Wizards

Flashback du dernier Game 7 de Washington : retour en 1979, quand les Spurs jouaient à l’Est

elvin hayes

Paye ton coup de vieux !

Source image : YouTube / Karol K

Alors que les Wizards sont sur le point de jouer leur premier Game 7 depuis 1979, il est intéressant d’aller voir ce qu’avaient fait les Bullets d’Elvin Hayes contre les Spurs du Iceman, George Gervin…

Les Bullets sortent d’un titre NBA lors de la saison 1977-78, le premier de leur histoire acquis contre les Seattle Supersonics, grâce à Wes Unseld et Elvin Hayes, les deux stars de l’équipe. Ils n’étaient pourtant pas favoris avec un bilan tout juste positif de 44-38 mais après de beaux Playoffs et des Finales en 7 matchs, ils apporteront enfin un titre de sport professionnel à la capitale qui n’en avait pas vu depuis 36 ans. On aime bien attendre à Washington. À l’entame de la saison suivante, la franchise est déplacée dans l’Atlantic Division et arrive en tête de celle-ci avec 54 victoires pour 28 défaites, toujours emmenée par Elvin, souvent surnommé “The Big E”, avec 21,8 points de moyenne et 12 rebonds accompagné de 2,3 contres par match. Dans l’ancien système des Playoffs NBA, le premier et deuxième de chaque Conférence commençaient directement les phases finales en demi-finale de Conférence. Pratique, du coup, ils affronteront les Faucons. Et le pire c’est que Washington n’est pas loin de gâcher un avantage de 3-1 déjà à l’époque contre les Hawks ! Mais ils parviennent à gagner le septième match, ouf on laisse ça aux autres. En finale de Conférence, ce sont les Spurs de George Gervin qui s’opposent à eux.

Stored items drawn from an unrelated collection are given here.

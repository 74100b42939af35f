//! Time-of-day helpers shared by the scheduler, validator and models.
//!
//! Times of day are carried as strict `HH:MM` strings at minute resolution
//! and compared as minute offsets from midnight. Intervals are half-open:
//! `[start, end)`.

use jiff::{
    civil::{Date, DateTime, Weekday},
    ToSpan,
};

/// Size of a scheduling slot in minutes.
pub const SLOT_MINUTES: u32 = 15;

/// Minutes in a day; valid offsets are `0..MINUTES_PER_DAY`.
pub const MINUTES_PER_DAY: u32 = 24 * 60;

/// Converts an `HH:MM` string into minutes since midnight.
///
/// Malformed input (wrong length, non-digits, missing colon) yields `0`.
/// Callers that must reject bad input check [`is_valid_hhmm`] first.
pub fn to_minutes(s: &str) -> u32 {
    let bytes = s.as_bytes();
    if bytes.len() != 5 || bytes[2] != b':' {
        return 0;
    }
    let digits = [bytes[0], bytes[1], bytes[3], bytes[4]];
    if !digits.iter().all(u8::is_ascii_digit) {
        return 0;
    }
    let hours = u32::from(digits[0] - b'0') * 10 + u32::from(digits[1] - b'0');
    let minutes = u32::from(digits[2] - b'0') * 10 + u32::from(digits[3] - b'0');
    let total = hours * 60 + minutes;
    if hours > 23 || minutes > 59 {
        0
    } else {
        total
    }
}

/// Strict `HH:MM` check: five bytes, 24-hour clock, zero padded.
pub fn is_valid_hhmm(s: &str) -> bool {
    let bytes = s.as_bytes();
    if bytes.len() != 5 || bytes[2] != b':' {
        return false;
    }
    let digits = [bytes[0], bytes[1], bytes[3], bytes[4]];
    if !digits.iter().all(u8::is_ascii_digit) {
        return false;
    }
    let hours = (digits[0] - b'0') * 10 + (digits[1] - b'0');
    let minutes = (digits[2] - b'0') * 10 + (digits[3] - b'0');
    hours <= 23 && minutes <= 59
}

/// True when `[s1, e1)` and `[s2, e2)` share at least one minute.
pub fn overlaps(s1: u32, e1: u32, s2: u32, e2: u32) -> bool {
    s1 < e2 && s2 < e1
}

/// Formats minutes since midnight as `HH:MM`, clamped to `23:59`.
pub fn format_minutes(minutes: u32) -> String {
    let minutes = minutes.min(MINUTES_PER_DAY - 1);
    format!("{:02}:{:02}", minutes / 60, minutes % 60)
}

/// Rounds up to the next slot boundary; boundaries map to themselves.
pub fn round_up_to_slot(minutes: u32) -> u32 {
    minutes.div_ceil(SLOT_MINUTES) * SLOT_MINUTES
}

/// Rounds to the nearest slot boundary, halves rounding up.
pub fn round_to_slot(minutes: u32) -> u32 {
    (minutes + SLOT_MINUTES / 2) / SLOT_MINUTES * SLOT_MINUTES
}

/// Minutes since midnight of a civil date-time, seconds truncated.
pub fn minute_of_day(dt: DateTime) -> u32 {
    // hour/minute are always within 0..24 / 0..60
    u32::from(dt.hour().unsigned_abs()) * 60 + u32::from(dt.minute().unsigned_abs())
}

/// Shifts a date by whole days, saturating at the supported range.
pub fn add_days(date: Date, days: i64) -> Date {
    date.saturating_add(days.days())
}

/// Parses a strict `YYYY-MM-DD` date.
///
/// jiff alone accepts a few other ISO 8601 spellings; the shape is checked
/// first so only the canonical form gets through.
pub fn parse_date(s: &str) -> Option<Date> {
    let bytes = s.as_bytes();
    let shape_ok = bytes.len() == 10
        && bytes[4] == b'-'
        && bytes[7] == b'-'
        && bytes
            .iter()
            .enumerate()
            .all(|(i, b)| i == 4 || i == 7 || b.is_ascii_digit());
    if !shape_ok {
        return None;
    }
    s.parse::<Date>().ok()
}

/// Weekdays in Monday-first order.
pub const WEEKDAYS: [Weekday; 7] = [
    Weekday::Monday,
    Weekday::Tuesday,
    Weekday::Wednesday,
    Weekday::Thursday,
    Weekday::Friday,
    Weekday::Saturday,
    Weekday::Sunday,
];

/// Lowercase English name of a weekday.
pub fn weekday_name(weekday: Weekday) -> &'static str {
    match weekday {
        Weekday::Monday => "monday",
        Weekday::Tuesday => "tuesday",
        Weekday::Wednesday => "wednesday",
        Weekday::Thursday => "thursday",
        Weekday::Friday => "friday",
        Weekday::Saturday => "saturday",
        Weekday::Sunday => "sunday",
    }
}

/// Parses a weekday from its full or three-letter English name, ignoring case.
pub fn parse_weekday(name: &str) -> Option<Weekday> {
    let name = name.trim().to_ascii_lowercase();
    WEEKDAYS.into_iter().find(|&day| {
        let full = weekday_name(day);
        name == full || name == full[..3]
    })
}

/// Monday-zero index of a weekday, `0..7`.
pub fn weekday_index(weekday: Weekday) -> usize {
    usize::from(weekday.to_monday_zero_offset().unsigned_abs())
}
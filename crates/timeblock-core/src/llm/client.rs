//! LlmClient trait definition

use async_trait::async_trait;
use serde::de::DeserializeOwned;

use super::{extract_json, LlmError, Message};

/// Chat-style language model.
///
/// Every call receives the full conversation; clients keep no state between
/// calls.
#[async_trait]
pub trait LlmClient: Send + Sync {
    /// Sends the conversation and returns the text of the reply.
    async fn chat(&self, messages: &[Message]) -> Result<String, LlmError>;
}

/// Sends the conversation and parses the first JSON value in the reply.
///
/// Returns the raw reply alongside the parsed value so callers can put it
/// back into the conversation.
pub async fn chat_json<T>(
    client: &dyn LlmClient,
    messages: &[Message],
) -> Result<(T, String), LlmError>
where
    T: DeserializeOwned,
{
    let raw = client.chat(messages).await?;
    let value = parse_json(&raw)?;
    Ok((value, raw))
}

/// Parses the first JSON value embedded in `text`.
pub fn parse_json<T: DeserializeOwned>(text: &str) -> Result<T, LlmError> {
    let json = extract_json(text)
        .ok_or_else(|| LlmError::InvalidResponse("no JSON found in response".to_string()))?;
    Ok(serde_json::from_str(json)?)
}
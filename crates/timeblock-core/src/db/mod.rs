//! SQLite storage for tasks.
//!
//! [`Database`] is synchronous and owns one connection. Async callers go
//! through [`SqliteRepository`](crate::repository::SqliteRepository), which
//! opens a fresh `Database` per operation on the blocking pool.

use std::path::Path;

use rusqlite::Connection;

use crate::error::{DatabaseResultExt, Result};

pub mod migrations;
pub mod task_queries;

/// Database connection and operations handler.
pub struct Database {
    connection: Connection,
}

impl Database {
    /// Opens (creating if needed) the database at `path` and brings the
    /// schema up to date.
    pub fn new<P: AsRef<Path>>(path: P) -> Result<Self> {
        let connection = Connection::open(path).db_context("Failed to open database connection")?;

        let db = Self { connection };
        db.initialize_schema()?;
        Ok(db)
    }
}
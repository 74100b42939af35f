//! Prompt construction for planning sessions.

use std::{collections::BTreeMap, fmt::Write};

use crate::{
    models::Task,
    scheduler::SchedulingContext,
    time::{format_minutes, round_to_slot, MINUTES_PER_DAY, SLOT_MINUTES},
};

const SYSTEM_PROMPT: &str = r#"You are a scheduling assistant. You turn a request into concrete time blocks.

Rules:
- Every task is either "deep" (focused, demanding work) or "shallow" (administrative, low-focus work).
- Dates use YYYY-MM-DD and times use 24-hour HH:MM.
- Every task must end after it starts.
- Tasks on the same date must not overlap each other or any existing scheduled task.
- Nothing may start before the current time today.
- Keep tasks inside working hours on workdays unless the request asks otherwise.
- Put deep work inside peak hours when peak hours are given.
- Align starts and ends to 15-minute boundaries.
- Prefer the suggested time windows for tasks that recur.

Reply with JSON only, in exactly this shape:
{"summary": "one or two sentences about the plan", "schedule": {"YYYY-MM-DD": [{"description": "...", "category": "deep", "start": "HH:MM", "end": "HH:MM"}]}}

When asked to fix problems, reply with the complete corrected schedule in the same shape."#;

/// Usual placement of a recurring task, from past and planned occurrences.
#[derive(Debug, Clone, PartialEq, Eq)]
pub struct SuggestedWindow {
    pub description: String,
    pub occurrences: usize,
    pub start: String,
    pub end: String,
}

pub fn system_prompt() -> &'static str {
    SYSTEM_PROMPT
}

fn median(values: &mut [u32]) -> u32 {
    values.sort_unstable();
    let mid = values.len() / 2;
    if values.len() % 2 == 0 {
        (values[mid - 1] + values[mid]) / 2
    } else {
        values[mid]
    }
}

/// Median start and end, rounded to the nearest quarter hour, for every
/// description seen at least twice.
///
/// Descriptions must match exactly. Results are ordered by description.
pub fn suggested_windows(tasks: &[Task]) -> Vec<SuggestedWindow> {
    let mut by_description: BTreeMap<&str, (Vec<u32>, Vec<u32>)> = BTreeMap::new();
    for task in tasks {
        let (starts, ends) = by_description.entry(task.description.as_str()).or_default();
        starts.push(task.start_minutes());
        ends.push(task.end_minutes());
    }

    by_description
        .into_iter()
        .filter(|(_, (starts, _))| starts.len() >= 2)
        .map(|(description, (mut starts, mut ends))| {
            let start = round_to_slot(median(&mut starts)).min(MINUTES_PER_DAY - SLOT_MINUTES);
            let mut end = round_to_slot(median(&mut ends));
            if end <= start {
                end = start + SLOT_MINUTES;
            }
            SuggestedWindow {
                description: description.to_string(),
                occurrences: starts.len(),
                start: format_minutes(start),
                end: format_minutes(end),
            }
        })
        .collect()
}

fn write_task_list(out: &mut String, tasks: &[&Task], with_status: bool) {
    if tasks.is_empty() {
        out.push_str("- none\n");
        return;
    }
    for task in tasks {
        let _ = write!(
            out,
            "- {} {}-{} {} [{}]",
            task.scheduled_date,
            task.scheduled_start,
            task.scheduled_end,
            task.description,
            task.category.as_str()
        );
        if with_status {
            let _ = write!(out, " ({}", task.status.as_str());
            if let Some(outcome) = task.outcome {
                let _ = write!(out, ", outcome: {}", outcome.as_str());
            }
            out.push(')');
        }
        out.push('\n');
    }
}

/// The context message sent ahead of the user's request.
pub fn context_message(context: &SchedulingContext, existing: &[Task], history: &[Task]) -> String {
    let mut out = String::new();
    let _ = writeln!(
        out,
        "Current time: {} {:02}:{:02} ({})",
        context.today,
        context.now.hour(),
        context.now.minute(),
        context.weekday
    );
    let workdays = if context.workdays.is_empty() {
        "none configured".to_string()
    } else {
        context.workdays.join(", ")
    };
    let _ = writeln!(out, "Workdays: {workdays}");
    let _ = writeln!(out, "Working hours: {}-{}", context.day_start, context.day_end);
    if let Some(peak) = &context.peak_hours {
        let _ = writeln!(out, "Peak hours: {}-{}", peak.start, peak.end);
    }
    let _ = writeln!(
        out,
        "Next available slot: {} at {}",
        context.next_slot.date, context.next_slot.start
    );

    out.push_str("\nExisting scheduled tasks:\n");
    let scheduled: Vec<&Task> = existing.iter().filter(|t| t.is_scheduled()).collect();
    write_task_list(&mut out, &scheduled, false);

    out.push_str("\nRecent history (last 14 days):\n");
    let past: Vec<&Task> = history.iter().collect();
    write_task_list(&mut out, &past, true);

    let windows = suggested_windows(history);
    if !windows.is_empty() {
        out.push_str("\nSuggested time windows for recurring tasks:\n");
        for window in windows {
            let _ = writeln!(
                out,
                "- \"{}\": {}-{} (seen {} times)",
                window.description, window.start, window.end, window.occurrences
            );
        }
    }

    out
}
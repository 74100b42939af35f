//! Parameter structures shared by the CLI and the core.
//!
//! These carry raw, unvalidated user input. Validation happens when they are
//! turned into domain values (see [`Task::new`](crate::models::Task::new)),
//! so every interface gets the same error kinds in the same order.

use serde::{Deserialize, Serialize};

/// Fields for creating a task directly.
#[derive(Debug, Clone, Default, Serialize, Deserialize)]
pub struct CreateTask {
    /// What the block is for
    pub description: String,
    /// `deep` or `shallow`
    pub category: String,
    /// `YYYY-MM-DD`; today when omitted
    #[serde(default, skip_serializing_if = "Option::is_none")]
    pub scheduled_date: Option<String>,
    /// `HH:MM`
    pub scheduled_start: String,
    /// `HH:MM`
    pub scheduled_end: String,
}

/// Parameters for moving a task to a new date and time.
#[derive(Debug, Clone, Serialize, Deserialize)]
pub struct PostponeTask {
    pub id: u64,
    pub scheduled_date: String,
    pub scheduled_start: String,
    pub scheduled_end: String,
}

/// New start/end for one task in a batch time update.
#[derive(Debug, Clone, PartialEq, Eq, Serialize, Deserialize)]
pub struct TaskTimeUpdate {
    pub id: u64,
    pub scheduled_start: String,
    pub scheduled_end: String,
}
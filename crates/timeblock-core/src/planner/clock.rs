//! Source of the current wall-clock time.

use jiff::{civil::DateTime, Zoned};

/// Supplies "now" as a civil date-time in the user's time zone.
///
/// The planner reads it once per planning call; every "today" comparison in
/// that call uses the same value.
pub trait Clock: Send + Sync {
    fn now(&self) -> DateTime;
}

/// Wall clock in the system time zone.
#[derive(Debug, Clone, Copy, Default)]
pub struct SystemClock;

impl Clock for SystemClock {
    fn now(&self) -> DateTime {
        Zoned::now().datetime()
    }
}

/// Clock frozen at a given instant.
#[derive(Debug, Clone, Copy, PartialEq, Eq)]
pub struct FixedClock(pub DateTime);

impl Clock for FixedClock {
    fn now(&self) -> DateTime {
        self.0
    }
}
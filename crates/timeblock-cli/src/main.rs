//! timeblock CLI application
//!
//! Command-line interface for scheduling deep and shallow work blocks.

mod args;
mod cli;
mod renderer;

use std::sync::Arc;

use anyhow::{Context, Result};
use args::{Args, Commands, DayArgs};
use clap::Parser;
use cli::Cli;
use log::info;
use renderer::TerminalRenderer;
use timeblock_core::{Config, SqliteRepository};
use Commands::*;

#[tokio::main]
async fn main() -> Result<()> {
    env_logger::init();

    let Args {
        database_file,
        config,
        no_color,
        command,
    } = Args::parse();

    let config = Config::load(config.as_deref()).context("Failed to load configuration")?;
    let scheduler = config.scheduler().context("Invalid workday configuration")?;
    let database_path = match database_file {
        Some(path) => path,
        None => config.database_path()?,
    };

    let repository = SqliteRepository::open(&database_path)
        .await
        .context("Failed to open database")?;
    info!("timeblock started with database {}", database_path.display());

    let cli = Cli::new(
        Arc::new(repository),
        scheduler,
        config.llm,
        TerminalRenderer::new(!no_color),
    );

    match command {
        Some(Add(args)) => cli.add(args).await,
        Some(Day(args)) => cli.show_day(&args).await,
        Some(Week(args)) => cli.show_week(&args).await,
        Some(Next) => cli.next_slot(),
        Some(Cancel(args)) => cli.cancel(args.id).await,
        Some(Postpone(args)) => cli.postpone(args).await,
        Some(Outcome(args)) => cli.outcome(&args).await,
        Some(Edit(args)) => cli.edit(&args).await,
        Some(Move(args)) => cli.move_task(args).await,
        Some(Plan(args)) => cli.plan(&args).await,
        None => cli.show_day(&DayArgs { date: None }).await,
    }
}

Oui, oui, les San Antonio Spurs dans la Conférence Est. La franchise a fait le grand saut de la ABA vers la NBA depuis 1976 et possède dans ses rangs deux atouts de taille : Lary Kenon et surtout George Gervin, qui tourne à quasi 30 points de moyenne à 52% au tir sur toute la saison. Trop facile, le gars est le meilleur marqueur de la NBA. Les Texans forment l’équipe la plus offensive de la Ligue avec 119 points marqués par match et terminent premiers de la Division Centrale avec 48 victoires pour 34 défaites. En gros ça attaque fort mais ça prend beaucoup de points aussi de l’autre côté du terrain. Les Spurs arrivent directement en demi-finale de Conférence car ils finissent deuxièmes, comme expliqué plus haut. Et comme les Bullets, The Iceman et sa bande se font pousser jusqu’au Game 7 par une équipe de Philly composée de Julius Irving, et même d’un certain Joe Bryant… Vous connaissez son fils. Bref, San Antonio s’en sort et arrive en finale de Conférence contre les Bullets.

La série s’annonce disputée entre les deux équipes en tête de la Conférence. Mais George Gervin est partout avec 31 points de moyenne dans la série. San Antonio gagne le premier, perd le deuxième puis remporte les deux suivants. Merde, les Bullets sont menés 3-1… Alors qui va choker ? Les Spurs ont deux fois l’occasion de terminer la série dont le Game 6 à la maison mais ils n’y arriveront pas à cause d’un Elvin Haynes et d’un Bob Dandridge qui rêvent de back-to-back et envoient tout le monde dans un Game 7 décisif au Capital Centre, ancienne salle des Bullets qui accueillera 19,000 spectateurs prêts à assister à un match incroyable. Après trois quarts-temps irrespirables qui voient Gervin planter 42 pions, D.C. accuse 10 points de retard. Alors qu’on compte sur The Big E pour sauver son équipe, c’est Bob qui vient claquer 13 points dans le dernier quart dont le game-winner sur trois Spurs à huit secondes de la fin. Washington est en Finales NBA, les Texans ont gâché une avance de 3-1, comme quoi la NBA ça se répète. Le coach de l’époque, Dick Monta, avouera par la suite qu’il n’avait même pas dessiné l’action pour Bobby D, c’est aussi comme ça qu’on devient une légende. Malheureusement pour ces derniers, ils prendront une branlée 4-1 par des Sonics revanchards au tour suivant, mais aucun fan des Bullets présent à l’époque n’oubliera Bob Dandridge, c’est certain.

Ce soir, John Wall et les siens vont tenter de réitérer la performance des Bullets de l’époque en passant les Celtics d’Isaiah dans ce Game 7 qui s’annonce électrique. Il faudra du mental mais on est sûr que les anciens de leur franchise veillent sur eux.